**TASK OBJECTIVE:**
Show only those lines of the entries where the string "struct" is found.

━━━━━━━━━━━━━━━━━━━━━━━━━━━━━━

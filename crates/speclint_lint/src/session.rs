//! Lint sessions: resolve inputs, analyze specs concurrently, combine reports.

use std::path::{Path, PathBuf};
use std::sync::Arc;
use std::time::Duration;

use chrono::{DateTime, Utc};
use futures_util::stream::{self, StreamExt};
use serde::{Deserialize, Serialize};
use tracing::{debug, info};

use speclint_runner::{BuildConfig, BuildInvoker, CommandBuilder, GitFetcher, SourceFetcher};
use speclint_spec::SpecReader;

use crate::analyzer::{Analyzer, AnalyzerOptions};
use crate::error::{LintError, LintResult};
use crate::finding::Verdict;
use crate::report::{FindingCounts, RenderOptions, RenderedSpec, ReportBuilder};

pub const DEFAULT_CONCURRENCY: usize = 4;
pub const DEFAULT_FETCH_TIMEOUT: Duration = Duration::from_secs(300);

/// Everything a session needs to know about its environment.
#[derive(Debug, Clone)]
pub struct SessionConfig {
    /// Relative inputs are resolved here; also searched when no input is given.
    pub working_dir: PathBuf,
    /// Directory holding named spec repositories.
    pub repos_dir: Option<PathBuf>,
    /// Maximum number of specs analyzed at once.
    pub concurrency: usize,
    pub fetch_timeout: Duration,
    /// Build command for deep linting. Without it, no build runs.
    pub build: Option<BuildConfig>,
}

impl SessionConfig {
    pub fn new(working_dir: impl Into<PathBuf>) -> Self {
        Self {
            working_dir: working_dir.into(),
            repos_dir: None,
            concurrency: DEFAULT_CONCURRENCY,
            fetch_timeout: DEFAULT_FETCH_TIMEOUT,
            build: None,
        }
    }

    pub fn with_repos_dir(mut self, dir: impl Into<PathBuf>) -> Self {
        self.repos_dir = Some(dir.into());
        self
    }

    pub fn with_concurrency(mut self, concurrency: usize) -> Self {
        self.concurrency = concurrency;
        self
    }

    pub fn with_fetch_timeout(mut self, timeout: Duration) -> Self {
        self.fetch_timeout = timeout;
        self
    }

    pub fn with_build(mut self, build: BuildConfig) -> Self {
        self.build = Some(build);
        self
    }
}

/// Per-run lint options.
#[derive(Debug, Clone, Default)]
pub struct LintOptions {
    pub quick: bool,
    pub only_errors: bool,
    pub platforms: Option<Vec<String>>,
}

impl LintOptions {
    fn analyzer_options(&self) -> AnalyzerOptions {
        AnalyzerOptions {
            quick: self.quick,
            platforms: self.platforms.clone(),
        }
    }

    fn render_options(&self) -> RenderOptions {
        RenderOptions {
            only_errors: self.only_errors,
        }
    }
}

/// Totals across all specs of a session.
#[derive(Debug, Clone, Default, Serialize, Deserialize, PartialEq, Eq)]
pub struct SessionSummary {
    pub total_specs: usize,
    pub failed_specs: usize,
    pub errors: usize,
    pub warnings: usize,
}

/// Outcome of a completed session.
#[derive(Debug, Clone, Serialize, Deserialize)]
pub struct SessionOutcome {
    pub verdict: Verdict,
    pub summary: SessionSummary,
    pub specs: Vec<RenderedSpec>,
    /// The combined text report, specs in input order followed by a footer.
    pub report: String,
    pub started_at: DateTime<Utc>,
    pub completed_at: DateTime<Utc>,
}

impl SessionOutcome {
    pub fn passed(&self) -> bool {
        self.verdict.passed()
    }

    /// `Err(LintError::Informative(report))` when any spec failed.
    pub fn into_result(self) -> LintResult<SessionOutcome> {
        if self.passed() {
            Ok(self)
        } else {
            Err(LintError::Informative(self.report))
        }
    }
}

/// A lint session over one or more inputs.
pub struct LintSession {
    config: SessionConfig,
    analyzer: Analyzer,
}

impl LintSession {
    /// Session using git for fetching and the configured build command, if any.
    pub fn new(config: SessionConfig) -> Self {
        let fetcher: Arc<dyn SourceFetcher> = Arc::new(GitFetcher::new(config.fetch_timeout));
        let builder = config
            .build
            .clone()
            .map(|build| Arc::new(CommandBuilder::new(build)) as Arc<dyn BuildInvoker>);
        Self::with_collaborators(config, fetcher, builder)
    }

    /// Session with explicit fetcher and builder.
    pub fn with_collaborators(
        config: SessionConfig,
        fetcher: Arc<dyn SourceFetcher>,
        builder: Option<Arc<dyn BuildInvoker>>,
    ) -> Self {
        let mut analyzer = Analyzer::new(fetcher);
        if let Some(builder) = builder {
            analyzer = analyzer.with_builder(builder);
        }
        Self { config, analyzer }
    }

    pub fn config(&self) -> &SessionConfig {
        &self.config
    }

    /// Lint the given inputs. Only unresolvable inputs are errors; everything
    /// found while linting is reported in the outcome.
    pub async fn run(&self, inputs: &[String], options: &LintOptions) -> LintResult<SessionOutcome> {
        let started_at = Utc::now();
        let paths = self.resolve_inputs(inputs)?;
        info!("Linting {} spec(s)", paths.len());

        let analyzer_options = options.analyzer_options();
        let render_options = options.render_options();
        let specs: Vec<RenderedSpec> = stream::iter(paths.iter())
            .map(|path| {
                let analyzer_options = &analyzer_options;
                async move {
                    let analysis = self.analyzer.analyze_path(path, analyzer_options).await;
                    ReportBuilder::render(&analysis.identity, &analysis.findings, &render_options)
                        .with_not_run(analysis.not_run)
                }
            })
            .buffered(self.config.concurrency.max(1))
            .collect()
            .await;

        let mut counts = FindingCounts::default();
        for spec in &specs {
            counts.add(spec.counts);
        }
        let summary = SessionSummary {
            total_specs: specs.len(),
            failed_specs: specs.iter().filter(|s| !s.verdict.passed()).count(),
            errors: counts.errors,
            warnings: counts.warnings,
        };
        let verdict = Verdict::all(specs.iter().map(|s| s.verdict));
        let report = combine_report(&specs, &summary);

        debug!(
            "Session finished: {} of {} specs failed",
            summary.failed_specs, summary.total_specs
        );
        Ok(SessionOutcome {
            verdict,
            summary,
            specs,
            report,
            started_at,
            completed_at: Utc::now(),
        })
    }

    /// Turn inputs into spec paths, in input order.
    pub fn resolve_inputs(&self, inputs: &[String]) -> LintResult<Vec<PathBuf>> {
        let paths = if inputs.is_empty() {
            let dir = &self.config.working_dir;
            let found = SpecReader::discover_shallow(dir).map_err(|e| {
                LintError::Configuration(format!("Unable to search {}: {}", dir.display(), e))
            })?;
            if found.is_empty() {
                return Err(LintError::Configuration(format!(
                    "No specs found in {}",
                    dir.display()
                )));
            }
            found
        } else {
            let mut paths = Vec::new();
            for input in inputs {
                paths.extend(self.resolve_input(input)?);
            }
            paths
        };

        if paths.is_empty() {
            return Err(LintError::Configuration(format!(
                "No specs found in {}",
                inputs.join(", ")
            )));
        }
        Ok(paths)
    }

    fn resolve_input(&self, input: &str) -> LintResult<Vec<PathBuf>> {
        let path = self.config.working_dir.join(input);
        if path.is_file() {
            return Ok(vec![path]);
        }
        if path.is_dir() {
            return discover(&path);
        }
        if let Some(repos_dir) = &self.config.repos_dir {
            let repo = repos_dir.join(input);
            if repo.is_dir() {
                debug!("Resolved '{}' to spec repository {:?}", input, repo);
                return discover(&repo);
            }
        }
        Err(LintError::Configuration(format!(
            "Unable to find a spec repository or spec file named `{}`",
            input
        )))
    }
}

fn discover(dir: &Path) -> LintResult<Vec<PathBuf>> {
    SpecReader::discover(dir)
        .map_err(|e| LintError::Configuration(format!("Unable to search {}: {}", dir.display(), e)))
}

fn combine_report(specs: &[RenderedSpec], summary: &SessionSummary) -> String {
    let mut report = String::new();
    for spec in specs {
        report.push_str(&spec.text);
        report.push_str("\n\n");
    }

    if summary.failed_specs == 0 {
        let noun = if summary.total_specs == 1 { "spec" } else { "specs" };
        report.push_str(&format!("{} {} passed validation.", summary.total_specs, noun));
    } else {
        report.push_str(&format!(
            "[!] {} out of {} specs failed validation.",
            summary.failed_specs, summary.total_specs
        ));
    }
    report
}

━━━━━━━━━━━━━━━━━━━━━━━━━━━━━━

**FINISHED TASK:**
pub struct SessionConfig {
pub struct LintOptions {
pub struct SessionSummary {
pub struct SessionOutcome {
pub struct LintSession {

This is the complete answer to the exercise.